A complaint was filed with the Standards Commissioner by ADPD chairman Carmel Cacopardo, and Commissioner George Hyzler ruled that Muscat’s instructions constituted an abuse of power and a breach of the ministerial code of ethics. Hyzler had ruled that Muscat had exceeded his power as minister responsible for MTA. Muscat had justified his action by referring to the Public Administration Act, which empowers ministers to give instructions to entities falling under their remit. But the commissioner had found that the act does not apply to the MTA, which is regulated by a different law that gives more restricted powers to ministers.

A few days ago the matter was brought up before the parliamentary commission for discussion. It was presided by Speaker Anglu Farrugia, with Edward Zammit Lewis and Byron Camilleri representing the government, and Karol Aquilina and Carmelo Mifsud Bonnici appearing on behalf of the opposition.

The two sides of the House were in agreement that Hyzler’s report should be adopted, but there were divergences on the way forward, with the opposition insisting that Muscat should be sanctioned for his actions, while the government is of the idea that no action should be taken against Muscat because he is no longer an MP. The Speaker now has three months to consider his decision.

The argument being made by the government side does not hold water. Muscat was the head of government at the time the decision was made, and he must shoulder responsibilities for what he did. Arguing that his resignation as an MP means that actions are no longer applicable against him is flawed.

If, for example, a police officer commits a crime and is caught, he or she is charged with the aggravation of having done so while serving in the force, even if the officer resigns. Editors remain listed on a pending libel suit even after leaving the job, because they still carry the responsibility of the article in question when it was published.

The same should be for Muscat. According to the Standards Commissioner report, he instructed the MTA to give Mizzi a job when he was Prime Minister, and so he is answerable to his actions as PM. If Muscat had not been PM at the time, with responsibility for the tourism portfolio, he would not have been in a position to instruct the MTA.

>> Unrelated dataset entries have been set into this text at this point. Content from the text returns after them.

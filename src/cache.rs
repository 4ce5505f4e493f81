//! Static JSON documents consumed by the front-end.
//!
//! One document per `(question, cross-tab variable, raw|smoothed)` plus a
//! `meta.json` describing weeks, cross-tab values and questions. Every
//! document lists, for each cross-tab value, one object per week whose keys
//! are response labels and whose values are person-weighted shares (`null`
//! when the response was not estimated that week). Shares are collected by
//! response code; labels are attached last.

use std::collections::{BTreeMap, BTreeSet};
use std::fs;
use std::path::Path;

use log::{info, warn};
use serde_json::{json, Map, Value};

use crate::collection::CollectionCalendar;
use crate::crosstab::CrosstabTable;
use crate::derive::TOPLINE;
use crate::dictionary::LabelDictionary;
use crate::error::Result;
use crate::options::CrosstabOptions;
use crate::smoothing::SmoothedTable;

pub const META_FILE: &str = "meta.json";

/// Which table a document was built from.
#[derive(Clone, Copy, Debug, PartialEq, Eq, PartialOrd, Ord)]
pub enum CacheVariant {
    Raw,
    Smoothed,
}

impl CacheVariant {
    pub fn as_str(self) -> &'static str {
        match self {
            CacheVariant::Raw => "raw",
            CacheVariant::Smoothed => "smoothed",
        }
    }
}

/// A person-weighted share flattened out of either table.
#[derive(Clone, Debug, PartialEq)]
pub struct ShareRow {
    pub week: u32,
    pub xtab_var: String,
    pub xtab_val: i64,
    pub q_var: String,
    pub q_val: i64,
    pub share: f64,
}

impl ShareRow {
    pub fn from_crosstab(table: &CrosstabTable) -> Vec<Self> {
        table
            .iter()
            .map(|cell| Self {
                week: cell.key.week,
                xtab_var: cell.key.xtab_var.clone(),
                xtab_val: cell.key.xtab_val,
                q_var: cell.key.q_var.clone(),
                q_val: cell.key.q_val,
                share: cell.estimate.person.share.point,
            })
            .collect()
    }

    pub fn from_smoothed(table: &SmoothedTable) -> Vec<Self> {
        table
            .iter()
            .map(|cell| Self {
                week: cell.key.week,
                xtab_var: cell.key.xtab_var.clone(),
                xtab_val: cell.key.xtab_val,
                q_var: cell.key.q_var.clone(),
                q_val: cell.key.q_val,
                share: cell.person.point,
            })
            .collect()
    }
}

/// Counts of what [`FrontendCache::write`] produced.
#[derive(Clone, Debug, Default, PartialEq, Eq)]
pub struct CacheSummary {
    pub documents: usize,
    pub questions: usize,
}

/// Builds the front-end documents.
#[derive(Clone, Debug)]
pub struct FrontendCache<'a> {
    dictionary: &'a LabelDictionary,
    calendar: &'a CollectionCalendar,
    metro_var: String,
}

impl<'a> FrontendCache<'a> {
    pub fn new(dictionary: &'a LabelDictionary, calendar: &'a CollectionCalendar) -> Self {
        Self {
            dictionary,
            calendar,
            metro_var: CrosstabOptions::default().metro_var,
        }
    }

    /// Cross-tab variable whose values are labelled with CBSA titles.
    pub fn with_metro_var(mut self, metro_var: impl Into<String>) -> Self {
        self.metro_var = metro_var.into();
        self
    }

    pub fn document_name(q_var: &str, xtab_var: &str, variant: CacheVariant) -> String {
        format!("{q_var}_{xtab_var}_{}.json", variant.as_str())
    }

    fn response_label(&self, q_var: &str, q_val: i64) -> String {
        self.dictionary
            .recoded_label(q_var, q_val)
            .map(str::to_string)
            .unwrap_or_else(|| q_val.to_string())
    }

    /// Display label of a cross-tab value.
    pub fn xtab_label(&self, xtab_var: &str, xtab_val: i64) -> String {
        if xtab_var == TOPLINE {
            return "Summary".to_string();
        }
        if xtab_var == self.metro_var {
            if let Some(title) = self.dictionary.metro_title(xtab_val) {
                return title.to_string();
            }
        }
        if let Some(bucket) = self
            .dictionary
            .buckets(xtab_var)
            .and_then(|buckets| buckets.iter().find(|b| b.bin == xtab_val))
            .filter(|bucket| !bucket.label.is_empty())
        {
            return bucket.label.clone();
        }
        self.dictionary
            .recoded_label(xtab_var, xtab_val)
            .map(str::to_string)
            .unwrap_or_else(|| xtab_val.to_string())
    }

    /// Display labels for every response code of one question.
    ///
    /// Codes whose labels coincide get the code appended so no share
    /// overwrites another in the document.
    fn response_labels(&self, q_var: &str, q_vals: &BTreeSet<i64>) -> BTreeMap<i64, String> {
        let mut by_label: BTreeMap<String, Vec<i64>> = BTreeMap::new();
        for &q_val in q_vals {
            by_label
                .entry(self.response_label(q_var, q_val))
                .or_default()
                .push(q_val);
        }
        let mut labels = BTreeMap::new();
        for (label, codes) in by_label {
            if codes.len() > 1 {
                warn!("{q_var}: responses {codes:?} share the label {label:?}, appending codes");
                labels.extend(codes.into_iter().map(|code| (code, format!("{label} ({code})"))));
            } else {
                labels.extend(codes.into_iter().map(|code| (code, label.clone())));
            }
        }
        labels
    }

    /// Documents keyed by file name.
    pub fn documents(&self, rows: &[ShareRow], variant: CacheVariant) -> BTreeMap<String, Value> {
        // (q_var, xtab_var) -> xtab_val -> week -> q_val -> share
        type Series = BTreeMap<i64, BTreeMap<u32, BTreeMap<i64, f64>>>;
        let mut grouped: BTreeMap<(&str, &str), Series> = BTreeMap::new();
        let mut q_vals: BTreeMap<&str, BTreeSet<i64>> = BTreeMap::new();
        for row in rows {
            q_vals.entry(&row.q_var).or_default().insert(row.q_val);
            grouped
                .entry((row.q_var.as_str(), row.xtab_var.as_str()))
                .or_default()
                .entry(row.xtab_val)
                .or_default()
                .entry(row.week)
                .or_default()
                .insert(row.q_val, row.share);
        }
        let labels: BTreeMap<&str, BTreeMap<i64, String>> = q_vals
            .iter()
            .map(|(q_var, values)| (*q_var, self.response_labels(q_var, values)))
            .collect();

        let mut documents = BTreeMap::new();
        for ((q_var, xtab_var), by_value) in grouped {
            let Some(all_labels) = labels.get(q_var) else {
                continue;
            };
            let mut weeks = BTreeSet::new();
            let mut responses = Vec::with_capacity(by_value.len());
            for (xtab_val, by_week) in by_value {
                let mut values = Vec::with_capacity(by_week.len());
                for (week, shares) in by_week {
                    weeks.insert(week);
                    let mut object = Map::new();
                    object.insert("week".to_string(), json!(week));
                    object.insert("dateRange".to_string(), json!(self.calendar.label(week)));
                    for (q_val, label) in all_labels {
                        object.insert(label.clone(), json!(shares.get(q_val)));
                    }
                    values.push(Value::Object(object));
                }
                responses.push(json!({
                    "ct": self.xtab_label(xtab_var, xtab_val),
                    "xtab_val": xtab_val,
                    "values": values,
                }));
            }
            documents.insert(
                Self::document_name(q_var, xtab_var, variant),
                json!({
                    "question": q_var,
                    "ct": xtab_var,
                    "variant": variant.as_str(),
                    "available_weeks": weeks,
                    "response": responses,
                }),
            );
        }
        documents
    }

    /// Weeks, cross-tab values and question groupings present in `table`.
    pub fn meta(&self, table: &CrosstabTable) -> Value {
        let mut dates = Map::new();
        for week in table.weeks() {
            dates.insert(week.to_string(), json!(self.calendar.label(week)));
        }

        let mut xtab_values: BTreeMap<&str, BTreeSet<i64>> = BTreeMap::new();
        let mut questions: BTreeMap<&str, &str> = BTreeMap::new();
        for cell in table.iter() {
            xtab_values
                .entry(&cell.key.xtab_var)
                .or_default()
                .insert(cell.key.xtab_val);
            questions.insert(&cell.key.q_var, &cell.q_var_label);
        }

        let xtabs: Map<String, Value> = xtab_values
            .into_iter()
            .map(|(xtab_var, values)| {
                let labelled: Vec<Value> = values
                    .into_iter()
                    .map(|value| {
                        json!({ "value": value, "label": self.xtab_label(xtab_var, value) })
                    })
                    .collect();
                (xtab_var.to_string(), Value::Array(labelled))
            })
            .collect();

        let questions: Vec<Value> = questions
            .into_iter()
            .map(|(q_var, label)| {
                let grouping = if self.dictionary.is_select_all(q_var) {
                    "single"
                } else {
                    "multi"
                };
                json!({ "q_var": q_var, "label": label, "grouping": grouping })
            })
            .collect();

        json!({
            "collection_dates": dates,
            "xtabs": xtabs,
            "questions": questions,
        })
    }

    /// Writes every document and `meta.json` into `out`.
    pub fn write(
        &self,
        out: &Path,
        crosstab: &CrosstabTable,
        smoothed: Option<&SmoothedTable>,
    ) -> Result<CacheSummary> {
        fs::create_dir_all(out)?;
        let mut documents = self.documents(&ShareRow::from_crosstab(crosstab), CacheVariant::Raw);
        if let Some(smoothed) = smoothed {
            let rows = ShareRow::from_smoothed(smoothed);
            documents.extend(self.documents(&rows, CacheVariant::Smoothed));
        }
        for (name, document) in &documents {
            fs::write(out.join(name), serde_json::to_vec(document)?)?;
        }
        fs::write(out.join(META_FILE), serde_json::to_vec_pretty(&self.meta(crosstab))?)?;

        let summary = CacheSummary {
            documents: documents.len(),
            questions: crosstab
                .iter()
                .map(|cell| cell.key.q_var.as_str())
                .collect::<BTreeSet<_>>()
                .len(),
        };
        info!(
            "wrote {} cache documents for {} questions to {}",
            summary.documents,
            summary.questions,
            out.display()
        );
        Ok(summary)
    }
}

Let us not forget the circumstances that led to Mizzi’s resignation as minister in the last week of November 2019, and that of Muscat, which followed a few days later – although, in Muscat’s case, it was not immediate but postponed to the following January. Muscat announced his resignation a few days after the arrest of Keith Schembri, his chief of staff, whose name cropped up in police investigations into the murder of Daphne Caruana Galizia. The police had arrested, and later arraigned, the man who is now accused of being a mastermind in the assassination, Yorgen Fenech.

Schembri and Mizzi had both opened companies in Panama, and both had been offered political protection by Muscat after their secret had been exposed. The owner of a third company opened in Panama at the same time as Schembri’s and Mizzi’s is still unknown, with a magisterial inquiry not finding evidence linking it to the Muscat family.

It is a known fact that Muscat, Mizzi and Schembri enjoyed a close relationship. For Muscat to use his last days in office to instruct a government entity to give a lucrative consultancy job to a politician who twice relinquished his position as minister (Mizzi had lost his energy and health portfolio in 2016, apart from resigning the tourism portfolio in 2019) is not something that should be discarded without question. If anything, the matter is more serious because of the history of the two people involved.

The problem should not be whether sanctions are administered, but what kind of sanctions should be imposed now that Muscat is no longer an MP. This is a question that needs to be debated, as this case has possibly exposed a situation which is not properly catered for.

If, as things stand today, MPs (in this case, the prime minister), cannot be sanctioned for offences committed while in office just because that office has been surrendered, then this example should be used for the necessary alterations that need to be made for similar cases that might happen in the future.